Theosophy

The Gold of Silence

Dara Eklund - USA 

Theosophy DE 2 120

Silence Turned Gold – Somnium - dream (2017) by Joe Ramirez

On the tree of Silence hangs the fruit of peace. The secret thou wouldst not tell thine enemy, tell it not to thy friend

An old Arab proverb

Like a cave of echoes our conversation ripples at the edge of a mighty ocean. So unworthy of our deepest dignity, it defies the imagination to remember a world once again filled with the gold of silence. The old teachings advise men to be sparing of speech and things will come right of themselves. Sensitivity to hidden laws of nature, patience to wait and watch, divide the sage from the fool. Only from the sage is speech priceless.

Care is no longer taken for words. We use fine words like "keen" and "beautiful" but slander them by application to unworthy objects and conditions. Everyone feels he must have an opinion or an "enthusiasm" about something or someone. This we have called intelligence, while the ability to analyze is one of its aspects rarely found in the glibly stated opinions. We say, "He is one of the beautiful people," without attaching any standard or value to beauty. It is an emotional admiration, a lusted attraction. People do not have to reach up any more for acclaim. Everyone is "grooving" for something.

In the matter of real consent, in trust between two hearts or promises and confidences, how many of us, even Theosophists, uphold them when there are "fall-outs" and breaches of friendship. We dare not spread our word-treasures too widely. One has many acquaintances, perhaps, but few friends. Even with our friends we have to be alert to the shades of feeling, so that our words give our true meaning. Emerson urged us to Be, not seem. (in Spiritual Laws: Essays: 1st series)

Let us take our bloated nothingness out of the path of the divine circuits ... real action is in silent moments. The epochs of our life are not in the visible facts of our choice of a calling, our marriage, our acquisition of an office, and the like, but in a silent thought by the wayside as we walk; in a thought which revises our entire manner of life and says -- "Thus hast thou done, but it were better thus ...

I desire not to disgrace the soul. The fact that I am here certainly shows me that the soul had need of an organ here. Shall I not assume the post?

A fisherman knows on which bank of a river to cast his line. When you really want a trout you don't let him see your shadow. In an age when the personality is rife, while the ego "mute and torpid sits," we are rightly worried about being misunderstood. The prisoner within has first to be understood by ourselves, because that being understands. If freed, its gentle ways would soften the hardest hearts, casting and fearing no judgments. Personalities are so numerous, so various, that we fragment ourselves by tuning in to public opinions and not holding to guiding principles in our speech.

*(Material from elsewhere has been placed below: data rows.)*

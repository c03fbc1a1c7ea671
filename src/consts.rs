/// Milliseconds per second, for epoch-offset conversions
pub const MILLIS_PER_SECOND: i64 = 1000;

/// Months per year, used when normalizing overflowed month components
pub const MONTHS_PER_YEAR: i64 = 12;

/// Days per week
pub const DAYS_PER_WEEK: u8 = 7;

/// Largest representable epoch offset in milliseconds (±100,000,000 days).
/// Offsets outside `-MAX_EPOCH_MILLIS..=MAX_EPOCH_MILLIS` are invalid.
pub const MAX_EPOCH_MILLIS: i64 = 8_640_000_000_000_000;

/// Date component separator (ISO 8601 format)
pub const DATE_SEPARATOR: char = '-';
/// Month-first format separator (legacy US format)
pub const MONTH_FIRST_SEPARATOR: char = '/';

/// Strict ISO 8601 date, `YYYY-MM-DD`
pub const ISO_DATE_FORMAT: &str = "%Y-%m-%d";
/// Strict ISO 8601 date-time with optional fractional seconds
pub const ISO_DATETIME_FORMAT: &str = "%Y-%m-%dT%H:%M:%S%.f";
/// Month-first fallback with hyphens, `MM-DD-YYYY`
pub const MONTH_FIRST_HYPHEN_FORMAT: &str = "%m-%d-%Y";
/// Month-first fallback with slashes, `M/D/YYYY`
pub const MONTH_FIRST_SLASH_FORMAT: &str = "%m/%d/%Y";

/// Long human-readable form, e.g. "Tuesday, January 14, 2025"
pub const FULL_FORMAT: &str = "%A, %B %-d, %Y";
/// Canonical `Display` form: ISO 8601 UTC with milliseconds
pub const DISPLAY_FORMAT: &str = "%Y-%m-%dT%H:%M:%S%.3fZ";
/// `Display` form of the invalid sentinel
pub const INVALID_DISPLAY: &str = "invalid";
use serde::{Deserialize, Serialize};
use std::fmt;

/// A day of the week, numbered 0 (Sunday) through 6 (Saturday).
#[derive(Debug, Clone, Copy, PartialEq, Eq, PartialOrd, Ord, Hash, Serialize, Deserialize)]
pub enum Weekday {
    Sunday,
    Monday,
    Tuesday,
    Wednesday,
    Thursday,
    Friday,
    Saturday,
}

impl Weekday {
    /// Returns the weekday number, 0 = Sunday .. 6 = Saturday
    #[inline]
    pub const fn number(self) -> u8 {
        match self {
            Self::Sunday => 0,
            Self::Monday => 1,
            Self::Tuesday => 2,
            Self::Wednesday => 3,
            Self::Thursday => 4,
            Self::Friday => 5,
            Self::Saturday => 6,
        }
    }

    /// Creates a Weekday from its number, 0 = Sunday .. 6 = Saturday.
    /// Returns `None` for values >= 7.
    pub const fn from_number(value: u8) -> Option<Self> {
        match value {
            0 => Some(Self::Sunday),
            1 => Some(Self::Monday),
            2 => Some(Self::Tuesday),
            3 => Some(Self::Wednesday),
            4 => Some(Self::Thursday),
            5 => Some(Self::Friday),
            6 => Some(Self::Saturday),
            _ => None,
        }
    }

    /// Full English name, e.g. "Tuesday"
    pub const fn long_name(self) -> &'static str {
        match self {
            Self::Sunday => "Sunday",
            Self::Monday => "Monday",
            Self::Tuesday => "Tuesday",
            Self::Wednesday => "Wednesday",
            Self::Thursday => "Thursday",
            Self::Friday => "Friday",
            Self::Saturday => "Saturday",
        }
    }

    /// Abbreviated name, e.g. "Tue"
    pub const fn short_name(self) -> &'static str {
        match self {
            Self::Sunday => "Sun",
            Self::Monday => "Mon",
            Self::Tuesday => "Tue",
            Self::Wednesday => "Wed",
            Self::Thursday => "Thu",
            Self::Friday => "Fri",
            Self::Saturday => "Sat",
        }
    }

    /// Single-letter name, e.g. "T". Tuesday/Thursday and Saturday/Sunday
    /// share letters, as in CLDR narrow forms.
    pub const fn narrow_name(self) -> &'static str {
        match self {
            Self::Sunday | Self::Saturday => "S",
            Self::Monday => "M",
            Self::Tuesday | Self::Thursday => "T",
            Self::Wednesday => "W",
            Self::Friday => "F",
        }
    }
}

impl From<chrono::Weekday> for Weekday {
    fn from(value: chrono::Weekday) -> Self {
        // num_days_from_sunday already uses the 0 = Sunday convention
        match value.num_days_from_sunday() {
            0 => Self::Sunday,
            1 => Self::Monday,
            2 => Self::Tuesday,
            3 => Self::Wednesday,
            4 => Self::Thursday,
            5 => Self::Friday,
            _ => Self::Saturday,
        }
    }
}

impl fmt::Display for Weekday {
    fn fmt(&self, f: &mut fmt::Formatter<'_>) -> fmt::Result {
        f.write_str(self.long_name())
    }
}
//! HTTP middleware and extractors for merchant-billing-service.

pub mod http_metrics;
pub mod merchant;

pub use http_metrics::http_metrics_middleware;
pub use merchant::{MerchantContext, MerchantRole};
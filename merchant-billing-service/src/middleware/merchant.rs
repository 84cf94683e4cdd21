//! Merchant context extractor.
//!
//! The gateway authenticates the caller and forwards the merchant, user and role
//! as headers. Handlers take a [`MerchantContext`] to scope every operation to
//! that merchant.

use axum::async_trait;
use axum::extract::FromRequestParts;
use axum::http::request::Parts;
use uuid::Uuid;

use crate::error::BillingError;

pub const MERCHANT_ID_HEADER: &str = "x-merchant-id";
pub const USER_ID_HEADER: &str = "x-user-id";
pub const USER_ROLE_HEADER: &str = "x-user-role";

#[derive(Debug, Clone, Copy, PartialEq, Eq)]
pub enum MerchantRole {
    Owner,
    Staff,
}

impl MerchantRole {
    pub fn parse(s: &str) -> Option<Self> {
        match s.trim().to_ascii_uppercase().as_str() {
            "MERCHANT_OWNER" => Some(MerchantRole::Owner),
            "MERCHANT_STAFF" => Some(MerchantRole::Staff),
            _ => None,
        }
    }
}

#[derive(Debug, Clone)]
pub struct MerchantContext {
    pub merchant_id: Uuid,
    pub user_id: Uuid,
    pub role: MerchantRole,
}

impl MerchantContext {
    /// Reject anyone but the merchant owner.
    pub fn require_owner(&self) -> Result<(), BillingError> {
        match self.role {
            MerchantRole::Owner => Ok(()),
            MerchantRole::Staff => Err(BillingError::Forbidden(
                "Only the merchant owner can perform this action".to_string(),
            )),
        }
    }
}

fn header_uuid(parts: &Parts, name: &str) -> Option<Uuid> {
    parts
        .headers
        .get(name)
        .and_then(|v| v.to_str().ok())
        .and_then(|s| Uuid::parse_str(s.trim()).ok())
}

#[async_trait]
impl<S> FromRequestParts<S> for MerchantContext
where
    S: Send + Sync,
{
    type Rejection = BillingError;

    async fn from_request_parts(parts: &mut Parts, _state: &S) -> Result<Self, Self::Rejection> {
        let merchant_id =
            header_uuid(parts, MERCHANT_ID_HEADER).ok_or(BillingError::MerchantRequired)?;
        let user_id = header_uuid(parts, USER_ID_HEADER).ok_or(BillingError::MerchantRequired)?;

        let role = parts
            .headers
            .get(USER_ROLE_HEADER)
            .and_then(|v| v.to_str().ok())
            .and_then(MerchantRole::parse)
            .ok_or_else(|| {
                BillingError::Forbidden("A merchant role is required".to_string())
            })?;

        let span = tracing::Span::current();
        span.record("merchant_id", merchant_id.to_string().as_str());

        Ok(MerchantContext {
            merchant_id,
            user_id,
            role,
        })
    }
}
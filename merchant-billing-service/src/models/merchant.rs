//! Merchant fields consulted by the billing core, and plan terms.

use serde::{Deserialize, Serialize};
use sqlx::FromRow;
use uuid::Uuid;

/// The slice of a merchant this service reads. All other merchant fields are
/// owned by the catalog side.
#[derive(Debug, Clone, Serialize, Deserialize, FromRow)]
#[serde(rename_all = "camelCase")]
pub struct MerchantAccount {
    pub id: Uuid,
    pub currency: String,
    pub is_open: bool,
    pub is_manual_override: bool,
    pub is_active: bool,
}

/// Trial and grace lengths derived from the merchant's plan.
#[derive(Debug, Clone, Copy, PartialEq, Eq, Serialize, Deserialize)]
#[serde(rename_all = "camelCase")]
pub struct PlanTerms {
    pub trial_days: i64,
    pub grace_period_days: i64,
}

impl Default for PlanTerms {
    fn default() -> Self {
        Self {
            trial_days: 30,
            grace_period_days: 3,
        }
    }
}
//! Balance and ledger reads.

use axum::extract::{Query, State};
use service_core::response::ApiResponse;

use crate::dtos::{BalanceResponse, Page, PageQuery};
use crate::error::BillingError;
use crate::middleware::MerchantContext;
use crate::models::BalanceTransaction;
use crate::startup::AppState;

pub async fn get_balance(
    State(state): State<AppState>,
    merchant: MerchantContext,
) -> Result<ApiResponse<BalanceResponse>, BillingError> {
    let row = state.db.get_balance(merchant.merchant_id).await?;
    Ok(ApiResponse::ok(
        "Balance retrieved",
        BalanceResponse::from_row(merchant.merchant_id, row),
    ))
}

pub async fn list_transactions(
    State(state): State<AppState>,
    merchant: MerchantContext,
    Query(page): Query<PageQuery>,
) -> Result<ApiResponse<Page<BalanceTransaction>>, BillingError> {
    let (limit, offset) = page.bounds();
    let (items, total) = state
        .db
        .list_balance_transactions(merchant.merchant_id, limit, offset)
        .await?;

    Ok(ApiResponse::ok(
        "Balance transactions retrieved",
        Page {
            items,
            total,
            limit,
            offset,
        },
    ))
}
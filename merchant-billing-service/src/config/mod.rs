//! Configuration for merchant-billing-service.

use crate::models::PlanTerms;
use serde::Deserialize;
use service_core::config::{self as core_config, get_env, get_env_parsed, is_production};
use service_core::error::AppError;

#[derive(Debug, Clone, Deserialize)]
pub struct BillingConfig {
    #[serde(flatten)]
    pub common: core_config::Config,
    pub service_name: String,
    pub service_version: String,
    pub log_level: String,
    pub otlp_endpoint: Option<String>,
    pub database: DatabaseConfig,
    pub plan_defaults: PlanDefaultsConfig,
    pub discount_service: DiscountServiceConfig,
}

#[derive(Debug, Clone, Deserialize)]
pub struct DatabaseConfig {
    pub url: String,
    pub max_connections: u32,
    pub min_connections: u32,
}

/// Fallback trial/grace lengths used when no plan row matches a merchant.
#[derive(Debug, Clone, Deserialize)]
pub struct PlanDefaultsConfig {
    pub trial_days: i64,
    pub grace_period_days: i64,
}

impl PlanDefaultsConfig {
    pub fn terms(&self) -> PlanTerms {
        PlanTerms {
            trial_days: self.trial_days,
            grace_period_days: self.grace_period_days,
        }
    }
}

impl Default for PlanDefaultsConfig {
    fn default() -> Self {
        let terms = PlanTerms::default();
        Self {
            trial_days: terms.trial_days,
            grace_period_days: terms.grace_period_days,
        }
    }
}

/// External discount-computation collaborator used by public voucher checks.
#[derive(Debug, Clone, Deserialize)]
pub struct DiscountServiceConfig {
    pub url: String,
    pub timeout_secs: u64,
}

impl BillingConfig {
    /// Load configuration from the environment (and `.env` when present).
    pub fn from_env() -> Result<Self, AppError> {
        let common = core_config::Config::load()?;
        let is_prod = is_production();

        let config = BillingConfig {
            common,
            service_name: get_env("SERVICE_NAME", Some("merchant-billing-service"), false)?,
            service_version: env!("CARGO_PKG_VERSION").to_string(),
            log_level: get_env("LOG_LEVEL", Some("info"), false)?,
            otlp_endpoint: std::env::var("OTLP_ENDPOINT").ok().filter(|s| !s.is_empty()),
            database: DatabaseConfig {
                url: get_env("DATABASE_URL", None, is_prod)?,
                max_connections: get_env_parsed("DATABASE_MAX_CONNECTIONS", "10", false)?,
                min_connections: get_env_parsed("DATABASE_MIN_CONNECTIONS", "1", false)?,
            },
            plan_defaults: PlanDefaultsConfig {
                trial_days: get_env_parsed("BILLING_DEFAULT_TRIAL_DAYS", "30", false)?,
                grace_period_days: get_env_parsed("BILLING_DEFAULT_GRACE_PERIOD_DAYS", "3", false)?,
            },
            discount_service: DiscountServiceConfig {
                url: get_env("DISCOUNT_SERVICE_URL", Some("http://localhost:3010"), is_prod)?,
                timeout_secs: get_env_parsed("DISCOUNT_SERVICE_TIMEOUT_SECS", "5", false)?,
            },
        };

        config.validate()?;
        Ok(config)
    }

    fn validate(&self) -> Result<(), AppError> {
        if self.plan_defaults.trial_days < 0 || self.plan_defaults.grace_period_days < 0 {
            return Err(AppError::ConfigError(anyhow::anyhow!(
                "Trial and grace period lengths must not be negative"
            )));
        }
        if self.database.min_connections > self.database.max_connections {
            return Err(AppError::ConfigError(anyhow::anyhow!(
                "DATABASE_MIN_CONNECTIONS exceeds DATABASE_MAX_CONNECTIONS"
            )));
        }
        Ok(())
    }
}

Wasted words are often spun out in our attempt to maintain the hum of mutual consent in which society rests its security.

Besides the waste of words, the restraint of words in self-defense is an even more difficult discipline. At times those we felt we could trust have cast aspersions on our very motives. In these often heart-rending predicaments we catch ourselves upholding rigorous measures of thought which we might not have followed through into daily practice. Certainly we cannot enforce them on others when we see how we must work to bring them into fruition ourselves. If we sense the desperation of a one life goal, we may develop genuine forbearance with our neighbor's competitiveness, which drives him to now and then thwart us in our pursuits. Sincerely believing he has only one life to accomplish things in, what else can he do but pursue his desires hastily toward their accomplishment.

The chaparral on hillsides in late winter withholds its budding branches to the colder winds, even though tempted by warming currents of coming spring. Nature waits, instead of bounding with irregular spurts of energy, until everything unfolds harmoniously. In terms of human spring times it may take centuries for the heart-light to penetrate the crusty human brain. Only by tending our own thought-cultivation can we reap HPB's promise that one day "this garden of the Gods, called humanity, will blossom as a rose."